Collected data entries:
-----

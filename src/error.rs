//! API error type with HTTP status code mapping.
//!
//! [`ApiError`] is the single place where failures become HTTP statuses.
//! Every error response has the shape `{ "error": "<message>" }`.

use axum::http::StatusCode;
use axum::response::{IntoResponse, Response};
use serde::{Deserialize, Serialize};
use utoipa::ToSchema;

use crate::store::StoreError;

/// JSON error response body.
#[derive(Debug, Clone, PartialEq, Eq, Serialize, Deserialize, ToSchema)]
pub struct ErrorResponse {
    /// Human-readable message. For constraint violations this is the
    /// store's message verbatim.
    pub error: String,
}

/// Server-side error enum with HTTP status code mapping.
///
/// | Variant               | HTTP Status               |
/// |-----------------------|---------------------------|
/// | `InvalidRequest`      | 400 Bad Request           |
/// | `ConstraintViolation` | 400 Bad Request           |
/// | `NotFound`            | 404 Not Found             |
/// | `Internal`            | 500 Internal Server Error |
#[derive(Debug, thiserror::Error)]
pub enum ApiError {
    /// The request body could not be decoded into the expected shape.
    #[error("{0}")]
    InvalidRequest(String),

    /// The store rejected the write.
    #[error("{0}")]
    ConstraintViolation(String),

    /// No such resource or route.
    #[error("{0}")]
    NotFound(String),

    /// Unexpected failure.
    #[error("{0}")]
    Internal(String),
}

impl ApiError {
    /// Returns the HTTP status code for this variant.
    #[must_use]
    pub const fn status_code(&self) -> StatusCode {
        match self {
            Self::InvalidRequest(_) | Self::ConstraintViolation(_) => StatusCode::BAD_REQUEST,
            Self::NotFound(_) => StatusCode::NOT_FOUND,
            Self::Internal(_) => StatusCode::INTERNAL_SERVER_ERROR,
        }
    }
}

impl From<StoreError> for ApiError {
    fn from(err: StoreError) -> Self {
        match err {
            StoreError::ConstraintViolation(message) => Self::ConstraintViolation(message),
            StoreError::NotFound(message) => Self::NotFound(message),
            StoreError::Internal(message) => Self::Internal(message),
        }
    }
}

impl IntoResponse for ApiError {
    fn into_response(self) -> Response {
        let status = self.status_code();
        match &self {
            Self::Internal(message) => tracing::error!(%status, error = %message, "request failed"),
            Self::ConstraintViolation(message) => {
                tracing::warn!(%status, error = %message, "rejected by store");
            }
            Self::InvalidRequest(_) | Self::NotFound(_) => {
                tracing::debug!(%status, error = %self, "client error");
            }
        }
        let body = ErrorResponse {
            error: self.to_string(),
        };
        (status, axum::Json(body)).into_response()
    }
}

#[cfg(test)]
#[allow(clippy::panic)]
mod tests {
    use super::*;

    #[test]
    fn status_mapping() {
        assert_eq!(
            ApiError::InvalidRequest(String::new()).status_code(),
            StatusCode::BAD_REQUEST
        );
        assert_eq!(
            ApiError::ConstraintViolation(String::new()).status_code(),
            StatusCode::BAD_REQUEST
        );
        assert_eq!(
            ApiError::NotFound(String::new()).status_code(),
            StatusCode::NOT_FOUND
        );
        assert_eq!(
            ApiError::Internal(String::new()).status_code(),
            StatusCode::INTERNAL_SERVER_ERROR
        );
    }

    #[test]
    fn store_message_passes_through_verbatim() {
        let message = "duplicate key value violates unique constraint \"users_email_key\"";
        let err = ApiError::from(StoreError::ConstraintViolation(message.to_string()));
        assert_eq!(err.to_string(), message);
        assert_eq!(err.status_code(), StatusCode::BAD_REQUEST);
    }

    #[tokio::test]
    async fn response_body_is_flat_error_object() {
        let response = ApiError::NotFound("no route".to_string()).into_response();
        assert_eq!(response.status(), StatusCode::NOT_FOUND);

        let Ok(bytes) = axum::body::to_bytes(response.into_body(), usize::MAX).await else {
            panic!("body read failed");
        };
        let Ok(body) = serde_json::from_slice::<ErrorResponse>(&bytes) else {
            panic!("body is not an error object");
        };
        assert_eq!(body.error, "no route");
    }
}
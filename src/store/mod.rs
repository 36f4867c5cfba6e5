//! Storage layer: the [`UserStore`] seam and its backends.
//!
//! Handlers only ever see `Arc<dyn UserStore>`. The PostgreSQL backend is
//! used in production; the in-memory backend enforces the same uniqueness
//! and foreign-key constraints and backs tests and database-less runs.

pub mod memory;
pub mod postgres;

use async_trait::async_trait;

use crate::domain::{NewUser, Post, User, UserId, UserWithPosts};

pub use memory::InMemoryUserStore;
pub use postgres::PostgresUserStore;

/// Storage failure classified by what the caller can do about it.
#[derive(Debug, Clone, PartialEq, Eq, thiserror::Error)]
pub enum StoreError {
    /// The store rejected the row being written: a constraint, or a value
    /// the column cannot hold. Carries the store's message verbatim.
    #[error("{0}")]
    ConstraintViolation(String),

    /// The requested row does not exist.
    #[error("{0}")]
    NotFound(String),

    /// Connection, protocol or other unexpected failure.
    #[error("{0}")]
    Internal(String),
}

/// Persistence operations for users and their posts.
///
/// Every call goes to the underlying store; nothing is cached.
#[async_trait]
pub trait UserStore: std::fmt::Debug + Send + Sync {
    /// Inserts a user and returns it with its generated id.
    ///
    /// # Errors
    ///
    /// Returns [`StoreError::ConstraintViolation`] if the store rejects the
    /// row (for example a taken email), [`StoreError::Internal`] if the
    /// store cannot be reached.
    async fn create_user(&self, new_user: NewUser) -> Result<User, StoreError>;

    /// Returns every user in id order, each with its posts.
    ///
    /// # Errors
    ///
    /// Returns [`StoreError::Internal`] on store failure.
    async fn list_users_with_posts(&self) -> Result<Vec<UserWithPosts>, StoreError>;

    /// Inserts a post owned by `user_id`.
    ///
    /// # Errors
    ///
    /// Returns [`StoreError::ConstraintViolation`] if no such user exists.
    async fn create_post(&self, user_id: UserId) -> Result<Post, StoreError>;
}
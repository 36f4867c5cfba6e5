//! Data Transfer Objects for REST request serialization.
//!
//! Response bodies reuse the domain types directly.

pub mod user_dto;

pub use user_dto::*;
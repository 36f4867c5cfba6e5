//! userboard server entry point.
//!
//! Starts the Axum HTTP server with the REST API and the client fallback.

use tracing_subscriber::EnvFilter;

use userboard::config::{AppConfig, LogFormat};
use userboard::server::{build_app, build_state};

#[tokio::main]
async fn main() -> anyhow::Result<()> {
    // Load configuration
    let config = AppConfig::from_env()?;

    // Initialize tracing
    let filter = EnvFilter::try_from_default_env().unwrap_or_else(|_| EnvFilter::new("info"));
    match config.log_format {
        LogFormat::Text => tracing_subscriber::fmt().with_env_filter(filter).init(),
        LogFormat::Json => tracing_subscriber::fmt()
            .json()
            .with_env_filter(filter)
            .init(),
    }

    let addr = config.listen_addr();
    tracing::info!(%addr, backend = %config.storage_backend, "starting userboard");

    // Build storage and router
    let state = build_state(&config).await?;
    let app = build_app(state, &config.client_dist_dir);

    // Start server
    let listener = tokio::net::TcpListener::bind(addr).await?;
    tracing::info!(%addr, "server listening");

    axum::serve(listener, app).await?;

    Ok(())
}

-----

What is expected:
The records above are to be copied out exactly, line for line.

Your solution:
filename src/error.rs
//! API error type with HTTP status code mapping.
//!
//! [`ApiError`] is the single place where failures become HTTP statuses.
//! Every error response has the shape `{ "error": "<message>" }`.

use axum::http::StatusCode;
use axum::response::{IntoResponse, Response};
use serde::{Deserialize, Serialize};
use utoipa::ToSchema;

use crate::store::StoreError;

/// JSON error response body.
#[derive(Debug, Clone, PartialEq, Eq, Serialize, Deserialize, ToSchema)]
pub struct ErrorResponse {
    /// Human-readable message. For constraint violations this is the
    /// store's message verbatim.
    pub error: String,
}

/// Server-side error enum with HTTP status code mapping.
///
/// | Variant               | HTTP Status               |
/// |-----------------------|---------------------------|
/// | `InvalidRequest`      | 400 Bad Request           |
/// | `ConstraintViolation` | 400 Bad Request           |
/// | `NotFound`            | 404 Not Found             |
/// | `Internal`            | 500 Internal Server Error |
#[derive(Debug, thiserror::Error)]
pub enum ApiError {
    /// The request body could not be decoded into the expected shape.
    #[error("{0}")]
    InvalidRequest(String),

    /// The store rejected the write.
    #[error("{0}")]
    ConstraintViolation(String),

    /// No such resource or route.
    #[error("{0}")]
    NotFound(String),

    /// Unexpected failure.
    #[error("{0}")]
    Internal(String),
}

impl ApiError {
    /// Returns the HTTP status code for this variant.
    #[must_use]
    pub const fn status_code(&self) -> StatusCode {
        match self {
            Self::InvalidRequest(_) | Self::ConstraintViolation(_) => StatusCode::BAD_REQUEST,
            Self::NotFound(_) => StatusCode::NOT_FOUND,
            Self::Internal(_) => StatusCode::INTERNAL_SERVER_ERROR,
        }
    }
}

impl From<StoreError> for ApiError {
    fn from(err: StoreError) -> Self {
        match err {
            StoreError::ConstraintViolation(message) => Self::ConstraintViolation(message),
            StoreError::NotFound(message) => Self::NotFound(message),
            StoreError::Internal(message) => Self::Internal(message),
        }
    }
}

impl IntoResponse for ApiError {
    fn into_response(self) -> Response {
        let status = self.status_code();
        match &self {
            Self::Internal(message) => tracing::error!(%status, error = %message, "request failed"),
            Self::ConstraintViolation(message) => {
                tracing::warn!(%status, error = %message, "rejected by store");
            }
            Self::InvalidRequest(_) | Self::NotFound(_) => {
                tracing::debug!(%status, error = %self, "client error");
            }
        }
        let body = ErrorResponse {
            error: self.to_string(),
        };
        (status, axum::Json(body)).into_response()
    }
}

#[cfg(test)]
#[allow(clippy::panic)]
mod tests {
    use super::*;

    #[test]
    fn status_mapping() {
        assert_eq!(
            ApiError::InvalidRequest(String::new()).status_code(),
            StatusCode::BAD_REQUEST
        );
        assert_eq!(
            ApiError::ConstraintViolation(String::new()).status_code(),
            StatusCode::BAD_REQUEST
        );
        assert_eq!(
            ApiError::NotFound(String::new()).status_code(),
            StatusCode::NOT_FOUND
        );
        assert_eq!(
            ApiError::Internal(String::new()).status_code(),
            StatusCode::INTERNAL_SERVER_ERROR
        );
    }

    #[test]
    fn store_message_passes_through_verbatim() {
        let message = "duplicate key value violates unique constraint \"users_email_key\"";
        let err = ApiError::from(StoreError::ConstraintViolation(message.to_string()));
        assert_eq!(err.to_string(), message);
        assert_eq!(err.status_code(), StatusCode::BAD_REQUEST);
    }

    #[tokio::test]
    async fn response_body_is_flat_error_object() {
        let response = ApiError::NotFound("no route".to_string()).into_response();
        assert_eq!(response.status(), StatusCode::NOT_FOUND);

        let Ok(bytes) = axum::body::to_bytes(response.into_body(), usize::MAX).await else {
            panic!("body read failed");
        };
        let Ok(body) = serde_json::from_slice::<ErrorResponse>(&bytes) else {
            panic!("body is not an error object");
        };
        assert_eq!(body.error, "no route");
    }
}
filename src/store/mod.rs
repository 36f4867c5cfba6e5
//! Storage layer: the [`UserStore`] seam and its backends.
//!
//! Handlers only ever see `Arc<dyn UserStore>`. The PostgreSQL backend is
//! used in production; the in-memory backend enforces the same uniqueness
//! and foreign-key constraints and backs tests and database-less runs.

pub mod memory;
pub mod postgres;

use async_trait::async_trait;

use crate::domain::{NewUser, Post, User, UserId, UserWithPosts};

pub use memory::InMemoryUserStore;
pub use postgres::PostgresUserStore;

/// Storage failure classified by what the caller can do about it.
#[derive(Debug, Clone, PartialEq, Eq, thiserror::Error)]
pub enum StoreError {
    /// The store rejected the row being written: a constraint, or a value
    /// the column cannot hold. Carries the store's message verbatim.
    #[error("{0}")]
    ConstraintViolation(String),

    /// The requested row does not exist.
    #[error("{0}")]
    NotFound(String),

    /// Connection, protocol or other unexpected failure.
    #[error("{0}")]
    Internal(String),
}

/// Persistence operations for users and their posts.
///
/// Every call goes to the underlying store; nothing is cached.
#[async_trait]
pub trait UserStore: std::fmt::Debug + Send + Sync {
    /// Inserts a user and returns it with its generated id.
    ///
    /// # Errors
    ///
    /// Returns [`StoreError::ConstraintViolation`] if the store rejects the
    /// row (for example a taken email), [`StoreError::Internal`] if the
    /// store cannot be reached.
    async fn create_user(&self, new_user: NewUser) -> Result<User, StoreError>;

    /// Returns every user in id order, each with its posts.
    ///
    /// # Errors
    ///
    /// Returns [`StoreError::Internal`] on store failure.
    async fn list_users_with_posts(&self) -> Result<Vec<UserWithPosts>, StoreError>;

    /// Inserts a post owned by `user_id`.
    ///
    /// # Errors
    ///
    /// Returns [`StoreError::ConstraintViolation`] if no such user exists.
    async fn create_post(&self, user_id: UserId) -> Result<Post, StoreError>;
}
repository 36f4867c5cfba6e5
//! Data Transfer Objects for REST request serialization.
//!
//! Response bodies reuse the domain types directly.

pub mod user_dto;

pub use user_dto::*;
repository 36f4867c5cfba6e5
//! userboard server entry point.
//!
//! Starts the Axum HTTP server with the REST API and the client fallback.

use tracing_subscriber::EnvFilter;

use userboard::config::{AppConfig, LogFormat};
use userboard::server::{build_app, build_state};

#[tokio::main]
async fn main() -> anyhow::Result<()> {
    // Load configuration
    let config = AppConfig::from_env()?;

    // Initialize tracing
    let filter = EnvFilter::try_from_default_env().unwrap_or_else(|_| EnvFilter::new("info"));
    match config.log_format {
        LogFormat::Text => tracing_subscriber::fmt().with_env_filter(filter).init(),
        LogFormat::Json => tracing_subscriber::fmt()
            .json()
            .with_env_filter(filter)
            .init(),
    }

    let addr = config.listen_addr();
    tracing::info!(%addr, backend = %config.storage_backend, "starting userboard");

    // Build storage and router
    let state = build_state(&config).await?;
    let app = build_app(state, &config.client_dist_dir);

    // Start server
    let listener = tokio::net::TcpListener::bind(addr).await?;
    tracing::info!(%addr, "server listening");

    axum::serve(listener, app).await?;

    Ok(())
}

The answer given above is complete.